* _STUDY MATERIAL_
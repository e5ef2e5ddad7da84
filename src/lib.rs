pub mod analyzer;
pub mod cancel;
pub mod case;
pub mod cli;
pub mod compare;
pub mod config;
pub mod error;
pub mod harness;
pub mod history;
pub mod logger;
pub mod normalize;
pub mod prioritize;
pub mod report;
pub mod runner;
pub mod scaffold;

* _DIRECTIONS_
Reproduce each line above exactly.

* _RESPONSE BOX_
repository e5ef2e5ddad7da84
filename src/lib.rs
pub mod analyzer;
pub mod cancel;
pub mod case;
pub mod cli;
pub mod compare;
pub mod config;
pub mod error;
pub mod harness;
pub mod history;
pub mod logger;
pub mod normalize;
pub mod prioritize;
pub mod report;
pub mod runner;
pub mod scaffold;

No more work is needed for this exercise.